Love Goes with Us.
Over the past (almost year!) of being in Mérida, I think I’ve been searching a bit….mostly without even knowing it! I was aware of searching for community, volunteer opportunities, and fun outings for the family. I was aware of searching for new restaurants, places with the best coffee, and date night locations - but in all of that, I was not aware of my search for the answer to “Who am I in Mexico?” Obviously, I’m the same person - I’m a wife, a Mom, a daughter - none of my labels have changed…but when your time during the day isn’t dictated by having to clock into a 9-5 and all of a sudden your son is in school from 8am - 1pm, five days a week, it leaves you with LOTS of time on your hands. Which is ironic, because in the States, I would always say “if I had the time….” I guess without ever finishing the sentence. And that’s where I found myself - lots of time and not a lot of interests to fill it.
So I felt ready for a change. A little revamp. And this time “away” has given me that ability!
When our son was born in 2021, I remember feeling a purpose that I didn’t have before. Becoming a Mom is truly life-changing and not something that anyone can prepare you for. My days in that first year revolved around when he was eating, when he was sleeping, and trying to remember to care for myself here and there.
As he grew up, I continued to be his primary caregiver but he didn’t need me quite as much. He learned to walk. He could speak his needs. He started to gain some safety skills. But in all of that, I know my main focus was still him. My mind wasn’t quite as overcome with the newness of being a Mom but every age came with new challenges and new things to figure out - I still didn’t feel like I had a lot of time.
We had babysitters here and there and a few that were consistent on certain days but I was working as a photographer and most of my “time off” was spent shooting sessions, editing, and keeping that business going.
Before we decided to move full-time to Mexico in November of 2024, my wife and I thought it would be good for our son to be in enrolled in school for a bit before jumping into a Spanish-speaking school without any understanding of what school actually was. He started preschool in the States three days a week, from 9am - noon. I finally had some time where he was cared for consistently by someone other than myself….but the time was spent working on packing up a house, selling and donating things, and getting the logistics together for a big move.

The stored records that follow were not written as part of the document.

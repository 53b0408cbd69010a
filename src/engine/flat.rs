//! Flat (brute-force) index engine
//!
//! Exact linear scan, O(n * d) per query. Used as the reference engine in
//! tests (its answers are the true top-K) and for small shards where building
//! a graph index is not worth it.

use ahash::AHashMap;
use rayon::prelude::*;
use serde::{Deserialize, Serialize};

use super::{IndexEngine, RawHits};
use crate::distance;
use crate::error::{Result, ShardError};
use crate::types::{Metric, Vector, VectorId};

/// Blob format version, bumped on layout changes
const FLAT_FORMAT_VERSION: u32 = 1;

/// Row-major flat index
#[derive(Debug, Clone, PartialEq, Serialize, Deserialize)]
pub struct FlatIndex {
    version: u32,
    metric: Metric,
    dimension: usize,
    ids: Vec<VectorId>,
    /// `ids.len() * dimension` floats
    data: Vec<f32>,
}

impl FlatIndex {
    pub fn ids(&self) -> &[VectorId] {
        &self.ids
    }

    pub fn len(&self) -> usize {
        self.ids.len()
    }

    pub fn is_empty(&self) -> bool {
        self.ids.is_empty()
    }

    fn row(&self, i: usize) -> &[f32] {
        &self.data[i * self.dimension..(i + 1) * self.dimension]
    }

    /// Exact top-k for one query
    fn top_k(&self, query: &[f32], k: usize) -> Vec<(VectorId, f32)> {
        let metric = self.metric;
        let mut scored: Vec<(VectorId, f32)> = (0..self.len())
            .map(|i| (self.ids[i], distance::score(metric, query, self.row(i))))
            .collect();

        let cmp = |a: &(VectorId, f32), b: &(VectorId, f32)| {
            metric.compare(a.1, b.1).then(a.0.cmp(&b.0))
        };

        // 只保留前 k 个再排序
        if scored.len() > k {
            scored.select_nth_unstable_by(k - 1, cmp);
            scored.truncate(k);
        }
        scored.sort_unstable_by(cmp);
        scored
    }
}

/// Engine producing [`FlatIndex`] blobs
#[derive(Debug, Clone, Copy, Default)]
pub struct FlatIndexEngine;

impl FlatIndexEngine {
    pub fn new() -> Self {
        Self
    }

    fn validate_vector(dimension: usize, vector: &[f32]) -> Result<()> {
        if vector.len() != dimension {
            return Err(ShardError::DimensionMismatch {
                expected: dimension,
                actual: vector.len(),
            });
        }
        if let Some(pos) = vector.iter().position(|v| !v.is_finite()) {
            return Err(ShardError::InvalidArgument(format!(
                "non-finite value at index {}",
                pos
            )));
        }
        Ok(())
    }
}

impl IndexEngine for FlatIndexEngine {
    type Index = FlatIndex;

    fn build(
        &self,
        dimension: usize,
        ids: &[VectorId],
        vectors: &[Vector],
        metric: Metric,
    ) -> Result<FlatIndex> {
        if dimension == 0 {
            return Err(ShardError::InvalidArgument("dimension must be at least 1".into()));
        }
        if ids.len() != vectors.len() {
            return Err(ShardError::InvalidArgument(format!(
                "{} ids for {} vectors",
                ids.len(),
                vectors.len()
            )));
        }

        let mut seen = AHashMap::with_capacity(ids.len());
        let mut data = Vec::with_capacity(vectors.len() * dimension);
        for (pos, (id, vector)) in ids.iter().zip(vectors).enumerate() {
            Self::validate_vector(dimension, vector)?;
            if let Some(prev) = seen.insert(*id, pos) {
                return Err(ShardError::InvalidArgument(format!(
                    "duplicate local id {} at positions {} and {}",
                    id, prev, pos
                )));
            }
            data.extend_from_slice(vector);
        }

        Ok(FlatIndex {
            version: FLAT_FORMAT_VERSION,
            metric,
            dimension,
            ids: ids.to_vec(),
            data,
        })
    }

    fn search(&self, index: &FlatIndex, queries: &[Vector], k: usize) -> Result<RawHits> {
        for query in queries {
            Self::validate_vector(index.dimension, query)?;
        }
        if k == 0 {
            return Ok(vec![Vec::new(); queries.len()]);
        }

        Ok(queries.par_iter().map(|q| index.top_k(q, k)).collect())
    }

    fn merge(&self, parts: &[(VectorId, &FlatIndex)]) -> Result<FlatIndex> {
        let (_, first) = parts
            .first()
            .ok_or_else(|| ShardError::InvalidArgument("nothing to merge".into()))?;

        let total: usize = parts.iter().map(|(_, idx)| idx.len()).sum();
        let mut ids = Vec::with_capacity(total);
        let mut data = Vec::with_capacity(total * first.dimension);
        let mut owner: AHashMap<VectorId, usize> = AHashMap::with_capacity(total);

        for (part_no, (offset, index)) in parts.iter().enumerate() {
            if index.metric != first.metric {
                return Err(ShardError::MetricMismatch {
                    expected: first.metric,
                    actual: index.metric,
                    shard_id: part_no as u32,
                });
            }
            if index.dimension != first.dimension {
                return Err(ShardError::DimensionMismatch {
                    expected: first.dimension,
                    actual: index.dimension,
                });
            }

            for &local in &index.ids {
                let global = local.checked_add(*offset).ok_or_else(|| {
                    ShardError::InvalidArgument(format!(
                        "id {} + offset {} overflows",
                        local, offset
                    ))
                })?;
                if let Some(prev) = owner.insert(global, part_no) {
                    return Err(ShardError::IdCollision {
                        first: prev as u32,
                        second: part_no as u32,
                        detail: format!("global id {} produced by both parts", global),
                    });
                }
                ids.push(global);
            }
            data.extend_from_slice(&index.data);
        }

        Ok(FlatIndex {
            version: FLAT_FORMAT_VERSION,
            metric: first.metric,
            dimension: first.dimension,
            ids,
            data,
        })
    }

    fn serialize(&self, index: &FlatIndex) -> Result<Vec<u8>> {
        Ok(bincode::serialize(index)?)
    }

    fn deserialize(&self, bytes: &[u8]) -> Result<FlatIndex> {
        let index: FlatIndex = bincode::deserialize(bytes)?;
        if index.version != FLAT_FORMAT_VERSION {
            return Err(ShardError::Corruption(format!(
                "unsupported flat index version {}",
                index.version
            )));
        }
        if index.data.len() != index.ids.len() * index.dimension {
            return Err(ShardError::Corruption(format!(
                "flat index holds {} floats for {} ids of dimension {}",
                index.data.len(),
                index.ids.len(),
                index.dimension
            )));
        }
        Ok(index)
    }

    fn metric(&self, index: &FlatIndex) -> Metric {
        index.metric
    }

    fn dimension(&self, index: &FlatIndex) -> usize {
        index.dimension
    }

    fn len(&self, index: &FlatIndex) -> usize {
        index.len()
    }
}

#[cfg(test)]
mod tests {
    use super::*;

    fn grid() -> (Vec<VectorId>, Vec<Vector>) {
        let vectors: Vec<Vector> = (0..10).map(|i| vec![i as f32, 0.0]).collect();
        ((0..10).collect(), vectors)
    }

    #[test]
    fn test_exact_search_l2() {
        let engine = FlatIndexEngine::new();
        let (ids, vectors) = grid();
        let index = engine.build(2, &ids, &vectors, Metric::L2).unwrap();

        let hits = engine.search(&index, &[vec![3.2, 0.0]], 3).unwrap();
        let got: Vec<VectorId> = hits[0].iter().map(|h| h.0).collect();
        assert_eq!(got, vec![3, 4, 2]);
        assert!((hits[0][0].1 - 0.04).abs() < 1e-4);
    }

    #[test]
    fn test_inner_product_is_descending() {
        let engine = FlatIndexEngine::new();
        let (ids, vectors) = grid();
        let index = engine.build(2, &ids, &vectors, Metric::InnerProduct).unwrap();

        let hits = engine.search(&index, &[vec![1.0, 0.0]], 2).unwrap();
        assert_eq!(hits[0][0].0, 9);
        assert_eq!(hits[0][1].0, 8);
    }

    #[test]
    fn test_k_larger_than_index() {
        let engine = FlatIndexEngine::new();
        let index = engine.build(2, &[4, 7], &[vec![0.0, 0.0], vec![1.0, 1.0]], Metric::L2).unwrap();
        let hits = engine.search(&index, &[vec![0.0, 0.0]], 10).unwrap();
        assert_eq!(hits[0].len(), 2);
        assert_eq!(hits[0][0].0, 4);
    }

    #[test]
    fn test_build_rejects_bad_input() {
        let engine = FlatIndexEngine::new();
        assert!(matches!(
            engine.build(3, &[0], &[vec![1.0, 2.0]], Metric::L2),
            Err(ShardError::DimensionMismatch { expected: 3, actual: 2 })
        ));
        assert!(engine.build(1, &[0], &[vec![f32::NAN]], Metric::L2).is_err());
        assert!(engine.build(1, &[5, 5], &[vec![1.0], vec![2.0]], Metric::L2).is_err());
    }

    #[test]
    fn test_merge_applies_offsets() {
        let engine = FlatIndexEngine::new();
        let a = engine.build(1, &[0, 1], &[vec![0.0], vec![1.0]], Metric::L2).unwrap();
        let b = engine.build(1, &[0, 1], &[vec![10.0], vec![11.0]], Metric::L2).unwrap();

        let merged = engine.merge(&[(0, &a), (2, &b)]).unwrap();
        assert_eq!(merged.ids(), &[0, 1, 2, 3]);

        let hits = engine.search(&merged, &[vec![10.4]], 1).unwrap();
        assert_eq!(hits[0][0].0, 2);
    }

    #[test]
    fn test_merge_detects_collisions() {
        let engine = FlatIndexEngine::new();
        let a = engine.build(1, &[0, 1], &[vec![0.0], vec![1.0]], Metric::L2).unwrap();
        let b = engine.build(1, &[0, 1], &[vec![2.0], vec![3.0]], Metric::L2).unwrap();
        let err = engine.merge(&[(0, &a), (1, &b)]).unwrap_err();
        assert!(matches!(err, ShardError::IdCollision { first: 0, second: 1, .. }));

        let c = engine.build(1, &[0], &[vec![0.0]], Metric::Cosine).unwrap();
        assert!(matches!(
            engine.merge(&[(0, &a), (10, &c)]),
            Err(ShardError::MetricMismatch { .. })
        ));
    }

    #[test]
    fn test_blob_round_trip_and_corruption() {
        let engine = FlatIndexEngine::new();
        let (ids, vectors) = grid();
        let index = engine.build(2, &ids, &vectors, Metric::Cosine).unwrap();
        let bytes = engine.serialize(&index).unwrap();
        assert_eq!(engine.deserialize(&bytes).unwrap(), index);

        assert!(engine.deserialize(&bytes[..bytes.len() / 2]).is_err());
    }
}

We spent the first few months in Mexico trying to feel settled. We found some routines and started to “know” things about living here. Even though our son was in school five days a week, from 8am - 1pm (which was a big change for all of us), the mental load didn’t really let up. We were trying to figure out if this was a place we could see ourselves long-term, which meant lots of exploring, planning, researching, and experiencing new things. All of this was very exciting, but I didn’t feel the relief that I expected from having this new found time on my hands.
Until I did.
I think it clicked about a month ago - 10 months into living here! I finally feel like I have a groove to life again. Things are familiar and not everything is foreign (although I’m still working on my Spanish!) The ability to exhale and know that we are staying here for a bit and that it’s ok to “get involved” was huge for me. I started volunteering in a children’s home. We reached out to our son’s friend’s parents for playdates….and I had time to think about what it was that I wanted to be doing.
We just got temporary residency, meaning we can stay up to a year or apply for longer, which is what I think was the main switch for me. No longer did I have to worry about how much time they would give me on a visa or have to think about what date I had to leave by - we could settle for a bit.

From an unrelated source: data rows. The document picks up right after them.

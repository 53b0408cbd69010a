//! Cooperative cancellation for query batches

use std::sync::atomic::{AtomicBool, Ordering};
use std::sync::Arc;

use crate::error::{Result, ShardError};

/// Cloneable cancellation flag shared between a caller and its tasks.
///
/// Cancellation is best-effort: tasks observe it at their next check.
#[derive(Debug, Clone, Default)]
pub struct CancellationToken {
    cancelled: Arc<AtomicBool>,
}

impl CancellationToken {
    pub fn new() -> Self {
        Self::default()
    }

    pub fn cancel(&self) {
        self.cancelled.store(true, Ordering::Release);
    }

    pub fn is_cancelled(&self) -> bool {
        self.cancelled.load(Ordering::Acquire)
    }

    /// `Err(Cancelled)` once cancelled
    pub fn check(&self) -> Result<()> {
        if self.is_cancelled() {
            Err(ShardError::Cancelled)
        } else {
            Ok(())
        }
    }
}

I don’t have a work visa yet though, so my photography business is on hold until I figure it all out - this gave me a reason to look elsewhere instead of jumping back into the familiar.
And that’s where I started thinking about “Love Goes with Us.”

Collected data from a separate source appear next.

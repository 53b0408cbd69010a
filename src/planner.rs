//! Shard planning
//!
//! Decides how many shards a corpus needs under a memory ceiling and which
//! corpus ids each shard covers. Pure: no I/O, no side effects.

use tracing::{debug, info};

use crate::config::{Partitioning, ShardingConfig};
use crate::error::{Result, ShardError};
use crate::types::{IdRange, ShardId, ShardSpec, VectorId};

/// Planner inputs
#[derive(Debug, Clone, PartialEq, Eq)]
pub struct PlanRequest {
    pub total_vectors: u64,
    pub vector_dim: usize,
    /// In-memory bytes per indexed vector (None = flat f32 storage plus id)
    pub bytes_per_vector_estimate: Option<u64>,
    pub current_memory_available: u64,
    pub max_index_memory_usage: u64,
    pub max_shards_hint: usize,
}

impl PlanRequest {
    pub fn new(
        total_vectors: u64,
        vector_dim: usize,
        bytes_per_vector_estimate: Option<u64>,
        current_memory_available: u64,
        max_index_memory_usage: u64,
        max_shards_hint: usize,
    ) -> Self {
        Self {
            total_vectors,
            vector_dim,
            bytes_per_vector_estimate,
            current_memory_available,
            max_index_memory_usage,
            max_shards_hint,
        }
    }

    /// Take memory budgets and the shard hint from `config`
    pub fn from_config(config: &ShardingConfig, total_vectors: u64, vector_dim: usize) -> Result<Self> {
        Ok(Self {
            total_vectors,
            vector_dim,
            bytes_per_vector_estimate: None,
            current_memory_available: config.memory.current_memory_bytes()?,
            max_index_memory_usage: config.memory.max_index_bytes()?,
            max_shards_hint: config.max_shards_hint,
        })
    }

    pub fn bytes_per_vector(&self) -> u64 {
        self.bytes_per_vector_estimate
            .unwrap_or_else(|| flat_bytes_per_vector(self.vector_dim))
    }

    /// Memory one shard may use: it must fit both the index ceiling and the worker
    pub fn memory_ceiling(&self) -> u64 {
        self.max_index_memory_usage.min(self.current_memory_available)
    }
}

/// f32 components plus a u64 id
pub fn flat_bytes_per_vector(dim: usize) -> u64 {
    dim as u64 * 4 + 8
}

/// Assigns corpus ids to a fixed number of shards.
///
/// The returned ranges must form a total, non-overlapping cover of
/// `0..total_vectors`; [`ShardPlanner::plan`] checks this.
pub trait Partitioner: Send + Sync {
    fn partition(&self, total_vectors: u64, shard_count: usize) -> Vec<IdRange>;
}

/// Balanced contiguous ranges; the first `total % n` shards get one extra id
#[derive(Debug, Clone, Copy, Default)]
pub struct ContiguousPartitioner;

impl Partitioner for ContiguousPartitioner {
    fn partition(&self, total_vectors: u64, shard_count: usize) -> Vec<IdRange> {
        let n = shard_count as u64;
        let base = total_vectors / n;
        let extra = total_vectors % n;

        let mut start = 0;
        (0..n)
            .map(|i| {
                let len = base + u64::from(i < extra);
                let range = IdRange::Contiguous(start..start + len);
                start += len;
                range
            })
            .collect()
    }
}

/// Round-robin: id `i` goes to shard `i % n`
#[derive(Debug, Clone, Copy, Default)]
pub struct StridedPartitioner;

impl Partitioner for StridedPartitioner {
    fn partition(&self, total_vectors: u64, shard_count: usize) -> Vec<IdRange> {
        let n = shard_count as u64;
        (0..n)
            .map(|s| IdRange::Explicit((s..total_vectors).step_by(shard_count).collect()))
            .collect()
    }
}

/// Shard planner
pub struct ShardPlanner {
    partitioner: Box<dyn Partitioner>,
}

impl Default for ShardPlanner {
    fn default() -> Self {
        Self::new(ContiguousPartitioner)
    }
}

impl ShardPlanner {
    pub fn new(partitioner: impl Partitioner + 'static) -> Self {
        Self {
            partitioner: Box::new(partitioner),
        }
    }

    pub fn from_partitioning(partitioning: Partitioning) -> Self {
        match partitioning {
            Partitioning::Contiguous => Self::new(ContiguousPartitioner),
            Partitioning::Strided => Self::new(StridedPartitioner),
        }
    }

    /// Vectors one shard can hold under the request's memory ceiling.
    ///
    /// An empty corpus always fits, so a zero capacity is only an error when
    /// there is something to place.
    pub fn per_shard_capacity(req: &PlanRequest) -> Result<u64> {
        if req.vector_dim == 0 {
            return Err(ShardError::InvalidArgument("vector_dim must be at least 1".into()));
        }
        let bytes = req.bytes_per_vector();
        if bytes == 0 {
            return Err(ShardError::InvalidArgument(
                "bytes_per_vector_estimate must be at least 1".into(),
            ));
        }
        let capacity = req.memory_ceiling() / bytes;
        if capacity == 0 && req.total_vectors > 0 {
            return Err(ShardError::Capacity(format!(
                "memory ceiling of {} bytes cannot hold a single {}-byte vector",
                req.memory_ceiling(),
                bytes
            )));
        }
        Ok(capacity)
    }

    /// Number of shards the request needs: `max(ceil(total / capacity), 1)`
    pub fn shard_count(req: &PlanRequest) -> Result<usize> {
        if req.max_shards_hint == 0 {
            return Err(ShardError::InvalidArgument("max_shards_hint must be at least 1".into()));
        }
        let capacity = Self::per_shard_capacity(req)?;
        let min_shards = if req.total_vectors == 0 {
            1
        } else {
            req.total_vectors.div_ceil(capacity)
        };

        if min_shards > req.max_shards_hint as u64 {
            return Err(ShardError::Capacity(format!(
                "{} vectors need {} shards of at most {} vectors ({} bytes each), \
                 but at most {} shards are allowed",
                req.total_vectors,
                min_shards,
                capacity,
                req.memory_ceiling(),
                req.max_shards_hint
            )));
        }
        Ok(min_shards as usize)
    }

    /// Plan the shards for `req`
    pub fn plan(&self, req: &PlanRequest) -> Result<Vec<ShardSpec>> {
        let capacity = Self::per_shard_capacity(req)?;
        let shard_count = Self::shard_count(req)?;

        let ranges = self.partitioner.partition(req.total_vectors, shard_count);
        validate_cover(&ranges, req.total_vectors, shard_count, capacity)?;

        let specs: Vec<ShardSpec> = ranges
            .into_iter()
            .enumerate()
            .map(|(i, vector_range)| ShardSpec {
                shard_id: i as ShardId,
                vector_range,
                capacity: capacity as usize,
            })
            .collect();

        for spec in &specs {
            debug!(shard_id = spec.shard_id, vectors = spec.len(), "planned shard");
        }
        info!(
            total_vectors = req.total_vectors,
            shards = specs.len(),
            per_shard_capacity = capacity,
            bytes_per_vector = req.bytes_per_vector(),
            "shard plan ready"
        );
        Ok(specs)
    }
}

/// Ranges must cover `0..total` exactly once and respect the shard capacity
fn validate_cover(ranges: &[IdRange], total: u64, shard_count: usize, capacity: u64) -> Result<()> {
    let invalid = |msg: String| ShardError::InvalidArgument(format!("invalid partitioning: {}", msg));

    if ranges.len() != shard_count {
        return Err(invalid(format!("{} ranges for {} shards", ranges.len(), shard_count)));
    }
    if let Some((i, r)) = ranges.iter().enumerate().find(|(_, r)| r.len() as u64 > capacity) {
        return Err(invalid(format!(
            "shard {} holds {} vectors, capacity is {}",
            i,
            r.len(),
            capacity
        )));
    }
    let covered: u64 = ranges.iter().map(|r| r.len() as u64).sum();
    if covered != total {
        return Err(invalid(format!("ranges cover {} ids, corpus has {}", covered, total)));
    }

    if let Some(contiguous) = ranges
        .iter()
        .map(|r| match r {
            IdRange::Contiguous(range) => Some((range.start, range.end)),
            IdRange::Explicit(_) => None,
        })
        .collect::<Option<Vec<(VectorId, VectorId)>>>()
    {
        return validate_intervals(contiguous, total).map_err(invalid);
    }

    // 每个 id 恰好出现一次
    let mut seen = vec![0u64; total.div_ceil(64) as usize];
    for range in ranges {
        for id in range.iter() {
            mark(&mut seen, id, total).map_err(invalid)?;
        }
    }
    Ok(())
}

/// Contiguous ranges: sorted, they must tile `0..total` end to start
fn validate_intervals(mut intervals: Vec<(VectorId, VectorId)>, total: u64) -> std::result::Result<(), String> {
    intervals.retain(|(start, end)| end > start);
    intervals.sort_unstable();

    let mut cursor = 0;
    for (start, end) in intervals {
        if start < cursor {
            return Err(format!("id {} assigned twice", start));
        }
        if start > cursor {
            return Err(format!("ids {}..{} not assigned", cursor, start));
        }
        cursor = end;
    }
    if cursor != total {
        return Err(format!("ids {}..{} not assigned", cursor, total));
    }
    Ok(())
}

fn mark(bits: &mut [u64], id: VectorId, total: u64) -> std::result::Result<(), String> {
    if id >= total {
        return Err(format!("id {} outside corpus of {}", id, total));
    }
    let (word, bit) = ((id / 64) as usize, id % 64);
    if bits[word] & (1 << bit) != 0 {
        return Err(format!("id {} assigned twice", id));
    }
    bits[word] |= 1 << bit;
    Ok(())
}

Our family has always loved traveling but have also always had to look at a few different things than most other families. As a queer, multi-cultural family, we can’t consider “everywhere” to be a destination. We look at things like LGBTQ+ rights and laws, diversity in population, and safety for women. I know other groups look at this too (I don’t know many single women travelers to Afghanistan for instance) but with the way things are in the States right now, I know many more LGBTQ+ families looking for safe, welcoming, caring destinations.
With our travels, my experience with Fora Travel, and my love for photography and capturing every day life, starting an account to help families like ours find this seemed like a natural fit. So, here it is.
Love Goes with Us.
Because in our time away, we have found just that. Love is sometimes a bit further away than we would like - siblings, parents, friends - but it’s with us. It was hard to understand what that would be like when we were in the States. I was very used to impromptu trips to my parent’s house and day trips to catch a friend’s kids soccer game….those obviously don’t happen anymore. Now life is filled with new friendships, emails. daily Wordle chats, WhatsApp messages, and lots of FaceTimes. It isn’t the same but it does help to feel the love with us here.
I hope with this new Instagram account and website, that I can help show families what everyday life in Mexico is like, that the process of leaving is difficult but possible, and that there are safe places in the world for families like ours. We still don’t know if this is a permanent location for us but it is a “home” for now and that has made a world of difference for me! I’m excited to reflect on all that has happened and of course, everything that I haven’t even imagined yet!